[REQUIRED WORK]: For this exercise, please find the lines in the entries that include the word "NotFound" and copy them.

[DATA FOR THE TASK]:
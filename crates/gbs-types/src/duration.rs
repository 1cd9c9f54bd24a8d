//! Parsing of lookback durations such as `90s`, `15m` or `1h30m`.
//!
//! A duration is a sequence of decimal numbers, each followed by a unit:
//! `ms`, `s`, `m`, `h` or `d`. Fractions are allowed (`1.5h`).

use std::time::Duration;

use crate::error::{TypeError, TypeResult};

fn unit_nanos(unit: &str) -> Option<f64> {
    match unit {
        "ms" => Some(1e6),
        "s" => Some(1e9),
        "m" => Some(60.0 * 1e9),
        "h" => Some(3600.0 * 1e9),
        "d" => Some(86_400.0 * 1e9),
        _ => None,
    }
}

/// Parse a duration string.
///
/// ```
/// use std::time::Duration;
/// use gbs_types::parse_duration;
///
/// assert_eq!(parse_duration("90s").unwrap(), Duration::from_secs(90));
/// assert_eq!(parse_duration("1h30m").unwrap(), Duration::from_secs(5400));
/// assert!(parse_duration("soon").is_err());
/// ```
pub fn parse_duration(input: &str) -> TypeResult<Duration> {
    let err = |reason: &str| TypeError::InvalidDuration {
        input: input.to_string(),
        reason: reason.to_string(),
    };

    let s = input.trim();
    if s.is_empty() {
        return Err(err("empty duration"));
    }
    if s == "0" {
        return Ok(Duration::ZERO);
    }

    let mut total_nanos = 0f64;
    let mut rest = s;
    while !rest.is_empty() {
        let num_len = rest
            .find(|c: char| !(c.is_ascii_digit() || c == '.'))
            .unwrap_or(rest.len());
        if num_len == 0 {
            return Err(err("expected a number"));
        }
        let value: f64 = rest[..num_len]
            .parse()
            .map_err(|_| err("malformed number"))?;
        rest = &rest[num_len..];

        let unit_len = rest
            .find(|c: char| c.is_ascii_digit() || c == '.')
            .unwrap_or(rest.len());
        if unit_len == 0 {
            return Err(err("missing unit"));
        }
        let factor = unit_nanos(&rest[..unit_len]).ok_or_else(|| err("unknown unit"))?;
        rest = &rest[unit_len..];

        total_nanos += value * factor;
    }

    if !total_nanos.is_finite() || total_nanos > u64::MAX as f64 {
        return Err(err("duration out of range"));
    }
    Ok(Duration::from_nanos(total_nanos.round() as u64))
}

/// Render a duration in the compact form accepted by [`parse_duration`],
/// truncated to whole seconds, e.g. `1h30m` or `45s`.
pub fn format_duration(d: Duration) -> String {
    let secs = d.as_secs();
    if secs == 0 {
        return "0s".into();
    }
    let (h, m, s) = (secs / 3600, (secs % 3600) / 60, secs % 60);
    let mut out = String::new();
    if h > 0 {
        out.push_str(&format!("{h}h"));
    }
    if m > 0 {
        out.push_str(&format!("{m}m"));
    }
    if s > 0 {
        out.push_str(&format!("{s}s"));
    }
    out
}
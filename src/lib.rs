//! This crate exposes an unbalanced Binary Search Tree (BST) keyed by an
//! integer that each stored payload reports about itself, mostly for
//! educational purposes.
//!
//! ## Binary Search Tree
//!
//! A Binary Search Tree is a data structure supporting operations to
//! insert, find, and delete stored records. BSTs are typically defined
//! recursively using the notion of a `Node`. A `Node` stores a payload
//! and will sometimes have child `Node`s. The invariants kept here are:
//!
//! 1. For every `Node`, all the `Node`s in its left subtree have a key
//!    strictly less than its own key.
//! 2. For every `Node`, all the `Node`s in its right subtree have a key
//!    greater than or equal to its own key. Equal keys are allowed and
//!    always go right.
//!
//! > Note that some `Node`s have no children. These `Node`s are called "leaf nodes".
//!
//! Searching takes `O(height)`. Nothing here rebalances the tree, so inserting
//! keys in sorted order produces a tree as tall as it is long. Every walk is
//! therefore iterative and never recurses on the shape of the tree.
//!
//! # Examples
//!
//! ```
//! use keytree::{Error, Tree};
//!
//! let mut tree: Tree<i32> = [50, 75, 57, 54, 25, 5, 15].into_iter().collect();
//!
//! let keys: Vec<_> = tree.iter().copied().collect();
//! assert_eq!(keys, [5, 15, 25, 50, 54, 57, 75]);
//!
//! assert_eq!(tree.minimum(), Some(&5));
//! assert_eq!(tree.remove(57), Ok(Some(57)));
//! assert_eq!(tree.remove(57), Err(Error::NotFound { key: 57 }));
//! ```

#![deny(missing_docs, clippy::clone_on_ref_ptr)]

mod error;
pub mod iter;
mod keyed;
pub mod render;
mod tree;

pub use error::{Error, Result};
pub use keyed::Keyed;
pub use render::RenderOptions;
pub use tree::Tree;
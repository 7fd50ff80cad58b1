//! Borrowing iterators over a [`Tree`][crate::Tree]. Both keep their own stack of pending nodes
//! instead of recursing, so the depth of the tree only costs heap space.

use std::iter::FusedIterator;

use crate::tree::Node;

/// An iterator over a tree's payloads in ascending key order.
///
/// Created by [`Tree::iter`][crate::Tree::iter].
pub struct Iter<'a, T> {
    /// Nodes whose left subtrees have been (or are being) visited but which haven't been yielded
    /// yet. The next node to yield is on top.
    pending: Vec<&'a Node<T>>,
}

impl<'a, T> Iter<'a, T> {
    pub(crate) fn new(root: Option<&'a Node<T>>) -> Self {
        let mut iter = Self {
            pending: Vec::new(),
        };
        iter.push_left_spine(root);
        iter
    }

    fn push_left_spine(&mut self, mut node: Option<&'a Node<T>>) {
        while let Some(n) = node {
            self.pending.push(n);
            node = n.left.as_deref();
        }
    }
}

impl<'a, T> Iterator for Iter<'a, T> {
    type Item = &'a T;

    fn next(&mut self) -> Option<Self::Item> {
        let node = self.pending.pop()?;
        self.push_left_spine(node.right.as_deref());
        Some(&node.value)
    }
}

impl<T> FusedIterator for Iter<'_, T> {}

impl<T> Clone for Iter<'_, T> {
    fn clone(&self) -> Self {
        Self {
            pending: self.pending.clone(),
        }
    }
}

/// An iterator over a tree's payloads that yields every node after all of its descendants: the
/// left subtree, then the right subtree, then the node.
///
/// Created by [`Tree::post_order_iter`][crate::Tree::post_order_iter].
pub struct PostOrder<'a, T> {
    /// Each entry is a node and whether its children have already been pushed.
    pending: Vec<(&'a Node<T>, bool)>,
}

impl<'a, T> PostOrder<'a, T> {
    pub(crate) fn new(root: Option<&'a Node<T>>) -> Self {
        Self {
            pending: root.map(|n| (n, false)).into_iter().collect(),
        }
    }

    pub(crate) fn next_node(&mut self) -> Option<&'a Node<T>> {
        loop {
            let (node, expanded) = self.pending.pop()?;
            if expanded {
                return Some(node);
            }

            // Pushed in reverse so the left subtree comes off the stack first.
            self.pending.push((node, true));
            if let Some(right) = node.right.as_deref() {
                self.pending.push((right, false));
            }
            if let Some(left) = node.left.as_deref() {
                self.pending.push((left, false));
            }
        }
    }
}

impl<'a, T> Iterator for PostOrder<'a, T> {
    type Item = &'a T;

    fn next(&mut self) -> Option<Self::Item> {
        self.next_node().map(|n| &n.value)
    }
}

impl<T> FusedIterator for PostOrder<'_, T> {}
use keytree::{Error, Tree};

use std::collections::HashSet;

use crate::{Op, Record};

/// Gives every key its own record, numbered by position.
fn records(keys: &[i8]) -> Vec<Record> {
    keys.iter()
        .enumerate()
        .map(|(id, &key)| Record { key, id: id as u16 })
        .collect()
}

fn sorted_keys<'a>(records: impl IntoIterator<Item = &'a Record>) -> Vec<i8> {
    let mut keys: Vec<_> = records.into_iter().map(|r| r.key).collect();
    keys.sort_unstable();
    keys
}

/// Applies a set of operations to a tree and to a plain list of records.
/// This way we can ensure that after a random smattering of inserts
/// and removes we hold the same records as the model.
fn do_ops(ops: &[Op], tree: &mut Tree<Record>, model: &mut Vec<Record>) -> bool {
    for (id, op) in ops.iter().enumerate() {
        match *op {
            Op::Insert(key) => {
                let record = Record { key, id: id as u16 };
                tree.insert(record);
                model.push(record);
            }
            Op::Remove(key) => match tree.remove(key.into()) {
                Ok(None) => {
                    if !model.is_empty() {
                        return false;
                    }
                }
                Ok(Some(removed)) => match model.iter().position(|r| *r == removed) {
                    Some(pos) if removed.key == key => {
                        model.swap_remove(pos);
                    }
                    _ => return false,
                },
                Err(Error::NotFound { key: missing }) => {
                    if missing != i64::from(key) || model.iter().any(|r| r.key == key) {
                        return false;
                    }
                }
                Err(_) => return false,
            },
            Op::Iter => {
                let in_order: Vec<_> = tree.iter().map(|r| r.key).collect();
                if in_order != sorted_keys(model.iter()) {
                    return false;
                }
            }
        }
    }
    true
}

#[quickcheck]
fn fuzz_multiple_operations(ops: Vec<Op>) -> bool {
    let mut tree = Tree::new();
    let mut model = Vec::new();

    do_ops(&ops, &mut tree, &mut model)
        && tree.len() == model.len()
        && tree.is_empty() == model.is_empty()
        && model.iter().all(|r| tree.contains(r.key.into()))
}

#[quickcheck]
fn in_order_is_non_decreasing(xs: Vec<i8>, removes: Vec<i8>) -> bool {
    let mut tree: Tree<i8> = xs.into_iter().collect();
    for k in removes {
        let _ = tree.remove(k.into());
    }

    let keys: Vec<_> = tree.iter().collect();
    keys.windows(2).all(|w| w[0] <= w[1])
}

#[quickcheck]
fn contains(xs: Vec<i8>) -> bool {
    let inserted = records(&xs);
    let tree: Tree<Record> = inserted.iter().copied().collect();

    // The first record inserted with a key is the one closest to the root.
    inserted.iter().all(|r| {
        let first = inserted.iter().find(|other| other.key == r.key);
        tree.find(r.key.into()) == first
    })
}

#[quickcheck]
fn contains_not(xs: Vec<i8>, nots: Vec<i8>) -> bool {
    let tree: Tree<i8> = xs.iter().copied().collect();
    let added: HashSet<_> = xs.into_iter().collect();
    let nots: HashSet<_> = nots.into_iter().collect();
    let mut nots = nots.difference(&added);

    nots.all(|x| tree.find((*x).into()).is_none())
}

#[quickcheck]
fn with_deletions(xs: Vec<i8>, deletes: Vec<i8>) -> bool {
    let mut tree: Tree<i8> = xs.iter().copied().collect();
    let mut still_present = xs;
    for delete in &deletes {
        let removed = tree.remove((*delete).into());
        match still_present.iter().position(|x| x == delete) {
            // Only one copy of a duplicated key goes per call.
            Some(pos) => {
                if removed != Ok(Some(*delete)) {
                    return false;
                }
                still_present.swap_remove(pos);
            }
            None if still_present.is_empty() => {
                if removed != Ok(None) {
                    return false;
                }
            }
            None => {
                if removed != Err(Error::NotFound { key: (*delete).into() }) {
                    return false;
                }
            }
        }
    }

    deletes
        .iter()
        .filter(|x| !still_present.contains(*x))
        .all(|x| tree.find((*x).into()).is_none())
        && still_present.iter().all(|x| tree.find((*x).into()).is_some())
}

#[quickcheck]
fn minimum_and_maximum_bound_every_key(xs: Vec<i8>) -> bool {
    let tree: Tree<i8> = xs.iter().copied().collect();

    match (tree.minimum(), tree.maximum()) {
        (None, None) => xs.is_empty(),
        (Some(min), Some(max)) => tree.iter().all(|x| min <= x && x <= max),
        _ => false,
    }
}

#[quickcheck]
fn post_order_ends_at_root(xs: Vec<i8>) -> bool {
    let tree: Tree<i8> = xs.iter().copied().collect();

    let mut seen = Vec::new();
    tree.post_order(|x| seen.push(*x));
    seen.last() == xs.first() && sorted(seen) == sorted(xs)
}

#[quickcheck]
fn clone_is_equal_and_independent(xs: Vec<i8>) -> bool {
    let tree: Tree<i8> = xs.iter().copied().collect();
    let mut cloned = tree.clone();
    let equal = cloned == tree;

    match xs.first() {
        Some(first) => {
            let _ = cloned.remove((*first).into());
            equal && cloned.len() + 1 == tree.len()
        }
        None => equal,
    }
}

fn sorted(mut xs: Vec<i8>) -> Vec<i8> {
    xs.sort_unstable();
    xs
}

#[test]
fn worked_examples() {
    let mut tree: Tree<i32> = [50, 75, 57, 54, 25, 5, 15].into_iter().collect();
    assert_eq!(
        tree.iter().copied().collect::<Vec<_>>(),
        [5, 15, 25, 50, 54, 57, 75]
    );
    tree.insert(80);
    assert_eq!(tree.maximum(), Some(&80));

    let mut tree: Tree<i32> = [55, 60, 10, 15, 5, 12, 13, 70].into_iter().collect();
    assert_eq!(tree.remove(55), Ok(Some(55)));
    assert_eq!(
        tree.iter().copied().collect::<Vec<_>>(),
        [5, 10, 12, 13, 15, 60, 70]
    );
    assert_eq!(tree.post_order_iter().last(), Some(&60));

    let mut empty: Tree<i32> = Tree::new();
    assert_eq!(empty.remove(7), Ok(None));
    assert!(empty.is_empty());

    let mut tree: Tree<i32> = [55, 70, 30].into_iter().collect();
    let before = tree.clone();
    assert_eq!(tree.remove(50), Err(Error::NotFound { key: 50 }));
    assert_eq!(tree, before);
}
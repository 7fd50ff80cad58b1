#[macro_use]
extern crate quickcheck_macros;

use quickcheck::{Arbitrary, Gen};

mod tree;

/// A payload with an explicit identity so tests can tell apart records that share a key.
#[derive(Copy, Clone, Debug, PartialEq, Eq)]
pub(crate) struct Record {
    key: i8,
    id: u16,
}

impl keytree::Keyed for Record {
    fn key(&self) -> i64 {
        self.key.into()
    }
}

/// An enum for the various kinds of "things" to do to
/// a tree in a quicktest.
#[derive(Copy, Clone, Debug)]
pub(crate) enum Op {
    /// Insert a record with this key
    Insert(i8),
    /// Remove a record with this key
    Remove(i8),
    /// Compare in-order iteration with the model
    Iter,
}

impl Arbitrary for Op {
    fn arbitrary(g: &mut Gen) -> Self {
        match g.choose(&[0, 0, 1, 2]) {
            Some(0) => Op::Insert(i8::arbitrary(g)),
            Some(1) => Op::Remove(i8::arbitrary(g)),
            _ => Op::Iter,
        }
    }
}
//! A human readable picture of a tree's shape, for debugging. The tree is drawn on its side: the
//! right subtree above its parent, the left subtree below, and each key indented in proportion to
//! its depth. This isn't a serialization format and can't be parsed back.
//!
//! # Examples
//!
//! ```
//! use keytree::{RenderOptions, Tree};
//!
//! let tree: Tree<i32> = [50, 30, 70].into_iter().collect();
//!
//! assert_eq!(
//!     tree.render_with(&RenderOptions::default().with_indent(2)),
//!     "\n    70\n\n  50\n\n    30\n"
//! );
//! ```

use std::fmt;

use crate::keyed::Keyed;
use crate::tree::{Node, Tree};

/// Settings for [`Tree::render_with`].
#[derive(Debug, Clone, Copy, PartialEq, Eq)]
pub struct RenderOptions {
    /// Spaces added per level of depth. The root is already indented once.
    pub indent: usize,
}

impl RenderOptions {
    /// The indent used by [`Tree::render`] and by `Display`.
    pub const DEFAULT_INDENT: usize = 5;

    /// Returns these options with a different indent.
    pub fn with_indent(self, indent: usize) -> Self {
        Self { indent }
    }
}

impl Default for RenderOptions {
    fn default() -> Self {
        Self {
            indent: Self::DEFAULT_INDENT,
        }
    }
}

/// A tree paired with the options to draw it with.
struct Rendered<'a, T> {
    tree: &'a Tree<T>,
    options: &'a RenderOptions,
}

impl<T: Keyed> fmt::Display for Rendered<'_, T> {
    fn fmt(&self, f: &mut fmt::Formatter<'_>) -> fmt::Result {
        // Reverse in-order: right subtree, node, left subtree.
        let mut pending: Vec<(&Node<T>, usize)> = Vec::new();
        push_right_spine(&mut pending, self.tree.root(), 1);
        while let Some((node, depth)) = pending.pop() {
            let width = self.options.indent * depth;
            writeln!(f)?;
            writeln!(f, "{:width$}{}", "", node.key())?;
            push_right_spine(&mut pending, node.left.as_deref(), depth + 1);
        }
        Ok(())
    }
}

fn push_right_spine<'a, T>(
    pending: &mut Vec<(&'a Node<T>, usize)>,
    mut node: Option<&'a Node<T>>,
    mut depth: usize,
) {
    while let Some(n) = node {
        pending.push((n, depth));
        node = n.right.as_deref();
        depth += 1;
    }
}

impl<T: Keyed> Tree<T> {
    /// Draws the tree with the default [`RenderOptions`]. An empty tree draws as `""`.
    pub fn render(&self) -> String {
        self.render_with(&RenderOptions::default())
    }

    /// Draws the tree with the given options.
    pub fn render_with(&self, options: &RenderOptions) -> String {
        Rendered {
            tree: self,
            options,
        }
        .to_string()
    }
}

impl<T: Keyed> fmt::Display for Tree<T> {
    fn fmt(&self, f: &mut fmt::Formatter<'_>) -> fmt::Result {
        fmt::Display::fmt(
            &Rendered {
                tree: self,
                options: &RenderOptions::default(),
            },
            f,
        )
    }
}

[TASK RESULT]:
//! assert_eq!(tree.remove(57), Err(Error::NotFound { key: 57 }));
                Err(Error::NotFound { key: missing }) => {
                if removed != Err(Error::NotFound { key: (*delete).into() }) {
    assert_eq!(tree.remove(50), Err(Error::NotFound { key: 50 }));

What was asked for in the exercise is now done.